• **Work required**
Using the records below, output the stretch that opens with the line containing "transcriber = transcriber.script(expand_tilde(script));" and closes with the line containing "let received = if", exactly and including both lines, with nothing more.

Collected data entries
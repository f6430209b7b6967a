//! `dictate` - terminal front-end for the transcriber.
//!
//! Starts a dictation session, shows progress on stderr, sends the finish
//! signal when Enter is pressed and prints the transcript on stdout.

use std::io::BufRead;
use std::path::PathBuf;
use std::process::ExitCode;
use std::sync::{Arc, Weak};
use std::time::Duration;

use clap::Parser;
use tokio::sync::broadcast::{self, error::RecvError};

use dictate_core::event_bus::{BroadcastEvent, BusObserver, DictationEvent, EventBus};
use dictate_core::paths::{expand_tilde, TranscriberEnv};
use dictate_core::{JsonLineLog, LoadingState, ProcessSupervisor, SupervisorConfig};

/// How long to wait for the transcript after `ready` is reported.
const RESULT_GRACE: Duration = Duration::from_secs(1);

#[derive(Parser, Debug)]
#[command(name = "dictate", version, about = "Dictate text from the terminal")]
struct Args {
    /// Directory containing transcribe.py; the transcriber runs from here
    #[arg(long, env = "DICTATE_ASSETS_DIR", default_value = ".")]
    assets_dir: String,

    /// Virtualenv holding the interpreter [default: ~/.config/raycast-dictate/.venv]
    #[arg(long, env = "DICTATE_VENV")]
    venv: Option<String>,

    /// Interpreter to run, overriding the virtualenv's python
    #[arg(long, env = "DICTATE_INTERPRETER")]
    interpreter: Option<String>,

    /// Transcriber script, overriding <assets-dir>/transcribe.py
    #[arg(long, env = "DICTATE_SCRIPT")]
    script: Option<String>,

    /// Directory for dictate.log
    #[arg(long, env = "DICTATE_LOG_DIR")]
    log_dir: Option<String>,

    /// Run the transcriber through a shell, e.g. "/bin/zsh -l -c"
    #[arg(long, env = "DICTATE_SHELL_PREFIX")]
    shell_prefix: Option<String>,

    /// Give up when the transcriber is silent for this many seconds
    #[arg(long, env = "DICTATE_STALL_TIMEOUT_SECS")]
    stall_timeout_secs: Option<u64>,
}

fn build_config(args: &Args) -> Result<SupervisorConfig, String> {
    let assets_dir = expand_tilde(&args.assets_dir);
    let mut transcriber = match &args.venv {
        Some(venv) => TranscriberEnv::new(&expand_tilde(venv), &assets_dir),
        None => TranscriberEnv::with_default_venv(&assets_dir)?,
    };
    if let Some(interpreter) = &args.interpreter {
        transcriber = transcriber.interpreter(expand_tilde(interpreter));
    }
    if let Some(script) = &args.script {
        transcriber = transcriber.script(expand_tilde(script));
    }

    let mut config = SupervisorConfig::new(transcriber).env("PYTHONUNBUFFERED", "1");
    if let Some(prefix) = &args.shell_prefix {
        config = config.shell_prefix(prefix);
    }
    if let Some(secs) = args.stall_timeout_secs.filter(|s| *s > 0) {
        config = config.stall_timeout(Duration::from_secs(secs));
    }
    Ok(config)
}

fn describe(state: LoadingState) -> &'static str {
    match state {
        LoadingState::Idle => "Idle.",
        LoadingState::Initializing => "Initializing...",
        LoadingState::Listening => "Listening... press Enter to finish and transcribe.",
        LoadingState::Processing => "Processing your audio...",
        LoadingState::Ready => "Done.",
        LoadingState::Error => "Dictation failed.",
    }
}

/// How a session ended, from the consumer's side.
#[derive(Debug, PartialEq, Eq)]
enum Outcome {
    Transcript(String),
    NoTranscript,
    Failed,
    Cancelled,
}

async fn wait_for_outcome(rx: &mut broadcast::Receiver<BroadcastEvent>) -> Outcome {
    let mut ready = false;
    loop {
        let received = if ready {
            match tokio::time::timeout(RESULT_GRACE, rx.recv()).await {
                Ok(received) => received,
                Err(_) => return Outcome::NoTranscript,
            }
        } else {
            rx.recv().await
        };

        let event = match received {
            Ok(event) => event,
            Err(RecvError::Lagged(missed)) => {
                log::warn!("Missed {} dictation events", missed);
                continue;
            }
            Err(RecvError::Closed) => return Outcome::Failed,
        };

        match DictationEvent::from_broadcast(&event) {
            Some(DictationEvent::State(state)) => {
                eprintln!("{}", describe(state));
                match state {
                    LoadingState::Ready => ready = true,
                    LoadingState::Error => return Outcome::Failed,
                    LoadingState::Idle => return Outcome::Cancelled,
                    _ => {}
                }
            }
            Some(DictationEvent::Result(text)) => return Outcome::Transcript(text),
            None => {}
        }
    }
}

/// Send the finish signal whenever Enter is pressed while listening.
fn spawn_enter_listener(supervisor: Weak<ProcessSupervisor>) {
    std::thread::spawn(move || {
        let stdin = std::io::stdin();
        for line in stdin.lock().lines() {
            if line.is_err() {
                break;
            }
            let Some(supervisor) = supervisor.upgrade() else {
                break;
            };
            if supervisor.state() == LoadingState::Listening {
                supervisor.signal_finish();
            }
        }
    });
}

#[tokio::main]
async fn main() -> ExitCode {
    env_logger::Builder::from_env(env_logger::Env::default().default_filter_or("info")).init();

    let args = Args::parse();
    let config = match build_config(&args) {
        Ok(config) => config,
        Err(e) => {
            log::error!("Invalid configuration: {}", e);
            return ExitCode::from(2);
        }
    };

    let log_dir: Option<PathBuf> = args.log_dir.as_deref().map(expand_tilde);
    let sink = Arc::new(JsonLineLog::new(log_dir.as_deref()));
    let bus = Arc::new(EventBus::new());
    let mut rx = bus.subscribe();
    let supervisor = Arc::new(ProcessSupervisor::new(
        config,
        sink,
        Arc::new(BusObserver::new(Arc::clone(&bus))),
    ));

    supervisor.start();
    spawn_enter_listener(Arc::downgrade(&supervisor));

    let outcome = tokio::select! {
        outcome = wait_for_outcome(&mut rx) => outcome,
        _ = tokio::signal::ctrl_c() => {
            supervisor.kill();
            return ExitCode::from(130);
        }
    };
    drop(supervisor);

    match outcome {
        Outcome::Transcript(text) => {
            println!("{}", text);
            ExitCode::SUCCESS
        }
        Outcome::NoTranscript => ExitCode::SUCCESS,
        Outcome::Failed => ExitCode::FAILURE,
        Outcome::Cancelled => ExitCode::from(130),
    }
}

• **Solved exercise**
        transcriber = transcriber.script(expand_tilde(script));
    }

    let mut config = SupervisorConfig::new(transcriber).env("PYTHONUNBUFFERED", "1");
    if let Some(prefix) = &args.shell_prefix {
        config = config.shell_prefix(prefix);
    }
    if let Some(secs) = args.stall_timeout_secs.filter(|s| *s > 0) {
        config = config.stall_timeout(Duration::from_secs(secs));
    }
    Ok(config)
}

fn describe(state: LoadingState) -> &'static str {
    match state {
        LoadingState::Idle => "Idle.",
        LoadingState::Initializing => "Initializing...",
        LoadingState::Listening => "Listening... press Enter to finish and transcribe.",
        LoadingState::Processing => "Processing your audio...",
        LoadingState::Ready => "Done.",
        LoadingState::Error => "Dictation failed.",
    }
}

/// How a session ended, from the consumer's side.
#[derive(Debug, PartialEq, Eq)]
enum Outcome {
    Transcript(String),
    NoTranscript,
    Failed,
    Cancelled,
}

async fn wait_for_outcome(rx: &mut broadcast::Receiver<BroadcastEvent>) -> Outcome {
    let mut ready = false;
    loop {
        let received = if ready {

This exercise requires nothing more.